I will use leds, powered by the batteries that are used to light the kit supplied leds for the engines. I will use Testors clear parts cement to make the windows, sprayed over with dullcoat to help diffuse the light.


----------



## Spockr (Sep 14, 2009)

I'm liking your build plans and appreciate the wip. I want to do a version of the ship with windows on one of my builds. I'm curious, how will you handle masking the windows during hull painting?


----------



## kenlee (Feb 11, 2010)

Spockr said:


> I'm liking your build plans and appreciate the wip. I want to do a version of the ship with windows on one of my builds. I'm curious, how will you handle masking the windows during hull painting?


Simple, I will just leave the windows open during painting and apply the clear parts cement after the painting is done. The final coat will be the dullcoat which will give the windows a frosted look. I have done this before on several models with no problems.

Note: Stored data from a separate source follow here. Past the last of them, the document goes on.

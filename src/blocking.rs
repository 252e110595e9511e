//! A synchronous facade over the async client for callers without a runtime
//! of their own. Every call drives the wrapped async pipeline to completion
//! on an internal single-threaded runtime, so cache, rate-limit and
//! conversion behavior is identical to the async client's.

use tokio::runtime::Runtime;

use crate::clan::{Clan, ClanFilter};
use crate::client::{ClientBuilder, FetchOptions, RateLimitState};
use crate::error::{Error, Result};
use crate::model::{Entity, Model, Refreshable, StringList};
use crate::paging::PagedList;
use crate::player::Player;
use crate::tournament::Tournament;

/// Blocking API client.
///
/// ```no_run
/// # fn run() -> rsroyale::error::Result<()> {
/// let client = rsroyale::blocking::Client::new("my api token")?;
/// let player = client.get_player("#2P0LYQ")?;
/// # Ok(()) }
/// ```
///
/// Must not be used from within an async context; construct
/// [`client::Client`][crate::client::Client] there instead.
#[derive(Debug)]
pub struct Client {
    inner: crate::client::Client,
    rt: Runtime,
}

impl Client {
    /// Creates a blocking client with default settings.
    pub fn new(token: impl Into<String>) -> Result<Client> {
        Client::from_builder(crate::client::Client::builder(token))
    }

    /// Creates a blocking client from a configured [`ClientBuilder`].
    pub fn from_builder(builder: ClientBuilder) -> Result<Client> {
        let rt = tokio::runtime::Builder::new_current_thread()
            .enable_all()
            .build()
            .map_err(|e| Error::CannotCreateClient(format!("failed to start runtime: {}", e)))?;

        Ok(Client {
            inner: builder.build()?,
            rt,
        })
    }

    pub fn rate_limit(&self) -> RateLimitState {
        self.inner.rate_limit()
    }

    pub fn clear_cache(&self) -> Result<()> {
        self.inner.clear_cache()
    }

    pub fn get_player(&self, tag: &str) -> Result<Player> {
        self.rt.block_on(self.inner.get_player(tag))
    }

    pub fn get_player_battles(&self, tag: &str, options: FetchOptions) -> Result<Vec<Entity>> {
        self.rt.block_on(self.inner.get_player_battles(tag, options))
    }

    pub fn get_player_chests(&self, tag: &str) -> Result<Entity> {
        self.rt.block_on(self.inner.get_player_chests(tag))
    }

    pub fn verify_player_token(&self, tag: &str, token: &str) -> Result<Entity> {
        self.rt.block_on(self.inner.verify_player_token(tag, token))
    }

    pub fn get_clan(&self, tag: &str) -> Result<Clan> {
        self.rt.block_on(self.inner.get_clan(tag))
    }

    pub fn get_clan_members(&self, tag: &str, options: FetchOptions) -> Result<PagedList<Entity>> {
        self.rt.block_on(self.inner.get_clan_members(tag, options))
    }

    pub fn search_clans(
        &self,
        filter: ClanFilter,
        options: FetchOptions,
    ) -> Result<PagedList<Clan>> {
        self.rt.block_on(self.inner.search_clans(filter, options))
    }

    pub fn get_tournament(&self, tag: &str) -> Result<Tournament> {
        self.rt.block_on(self.inner.get_tournament(tag))
    }

    pub fn search_tournaments(
        &self,
        name: &str,
        options: FetchOptions,
    ) -> Result<PagedList<Tournament>> {
        self.rt.block_on(self.inner.search_tournaments(name, options))
    }

    pub fn version(&self) -> Result<String> {
        self.rt.block_on(self.inner.version())
    }

    pub fn endpoints(&self) -> Result<StringList> {
        self.rt.block_on(self.inner.endpoints())
    }

    pub fn auth_stats(&self) -> Result<Entity> {
        self.rt.block_on(self.inner.auth_stats())
    }

    pub fn constants(&self, options: FetchOptions) -> Result<Entity> {
        self.rt.block_on(self.inner.constants(options))
    }

    /// Re-fetches `value` in place, bypassing the cache.
    pub fn refresh<R: Refreshable>(&self, value: &mut R) -> Result<()> {
        self.rt.block_on(value.refresh())
    }

    /// Fetches and appends the next page of `list`. Returns `false` when the
    /// listing is exhausted.
    pub fn advance<M: Model>(&self, list: &mut PagedList<M>) -> Result<bool> {
        self.rt.block_on(list.advance())
    }

    /// Fetches every remaining page of `list`.
    pub fn drain_all<M: Model>(&self, list: &mut PagedList<M>) -> Result<()> {
        self.rt.block_on(list.drain_all())
    }
}

#[cfg(test)]
mod tests {
    use super::*;
    use mockito::mock;

    fn test_client() -> Client {
        Client::from_builder(
            crate::client::Client::builder("token").base_url(mockito::server_url()),
        )
        .unwrap()
    }

    #[test]
    fn get_player_without_an_outer_runtime() {
        let client = test_client();
        let _m = mock("GET", "/players/%23YLQ88")
            .with_body(r##"{"tag": "#YLQ88", "name": "sync rat"}"##)
            .create();

        let player = client.get_player("#YLQ88").unwrap();

        assert_eq!(player.name(), Some("sync rat"));
    }

    #[test]
    fn refresh_and_paging_work_through_the_facade() {
        let client = test_client();

        let _page1 = mock("GET", "/clans?name=rats")
            .with_body(
                r##"{"items": [{"tag": "#A", "name": "rats"}], "paging": {"cursors": {"after": "c2"}}}"##,
            )
            .create();
        let _page2 = mock("GET", "/clans?after=c2&name=rats")
            .with_body(r##"{"items": [{"tag": "#B", "name": "rats 2"}], "paging": {"cursors": {}}}"##)
            .create();

        let mut clans = client
            .search_clans(ClanFilter::default().name("rats"), FetchOptions::default())
            .unwrap();
        client.drain_all(&mut clans).unwrap();

        assert_eq!(clans.len(), 2);

        let _refreshed = mock("GET", "/clans?name=rats")
            .with_body(r##"{"items": [{"tag": "#A", "name": "rats"}], "paging": {"cursors": {}}}"##)
            .create();

        let mut first = clans.items()[0].clone();
        client.refresh(&mut first).unwrap();
    }

    #[test]
    fn validation_errors_surface_synchronously() {
        let client = test_client();

        assert!(matches!(
            client.get_player("#!"),
            Err(Error::Validation(_))
        ));
    }
}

Any overspray that gets through the small window openings is negligible.


----------



## Paulbo (Sep 16, 2004)

kenlee said:


> Simple, I will just leave the windows open during painting and apply the clear parts cement after the painting is done. The final coat will be the dullcoat which will give the windows a frosted look. I have done this before on several models with no problems. Any overspray that gets through the small window openings is negligible.


I've been thinking about the same technique and am glad to know that the painting spray through isn't a real problem.

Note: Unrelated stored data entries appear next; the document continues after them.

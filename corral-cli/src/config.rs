//! Configuration module
//!
//! Global CLI settings shared by every command.

use anyhow::{Context, Result};
use corral_fleet::CliRuntime;
use corral_registry::RegistryClient;
use std::sync::Arc;
use tracing::debug;

/// CLI configuration
#[derive(Debug, Clone)]
pub struct Config {
    /// Container runtime client binary (`docker` or `podman`)
    pub runtime: String,

    /// Whether `--debug` was given
    pub debug: bool,
}

impl Config {
    /// Runtime handle after checking the client binary works
    pub async fn container_runtime(&self) -> Result<Arc<CliRuntime>> {
        let runtime = CliRuntime::new(&self.runtime);
        let version = runtime
            .check_available()
            .await
            .with_context(|| format!("Container runtime '{}' is not usable", self.runtime))?;
        debug!("Using {} ({})", self.runtime, version);
        Ok(Arc::new(runtime))
    }

    pub fn registry(&self, image_repository: &str) -> Result<Arc<RegistryClient>> {
        let client = RegistryClient::for_repository(image_repository)
            .context("Invalid runner image repository")?;
        debug!("Registry client ready for {}", image_repository);
        Ok(Arc::new(client))
    }
}
//! Data Transfer Objects
//!
//! Payloads exchanged with the remote image registry. They mirror the JSON the
//! registry returns and carry no behaviour beyond decoding.

pub mod registry;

The buildup's looking great - can't wait to see more.


----------



## kenlee (Feb 11, 2010)

Paulbo said:


> I've been thinking about the same technique and am glad to know that the painting spray through isn't a real problem.
> 
> The buildup's looking great - can't wait to see more.


The key is to spray at an angle above or below the window rows. If the lights are positioned above the window openings, spray from above. This will help to minimize the chance that the paint will get directly on the lights.


----------



## kenlee (Feb 11, 2010)

Some more WIP pics, the first one shows the opening cut under the bridge section to provide light to the bridge.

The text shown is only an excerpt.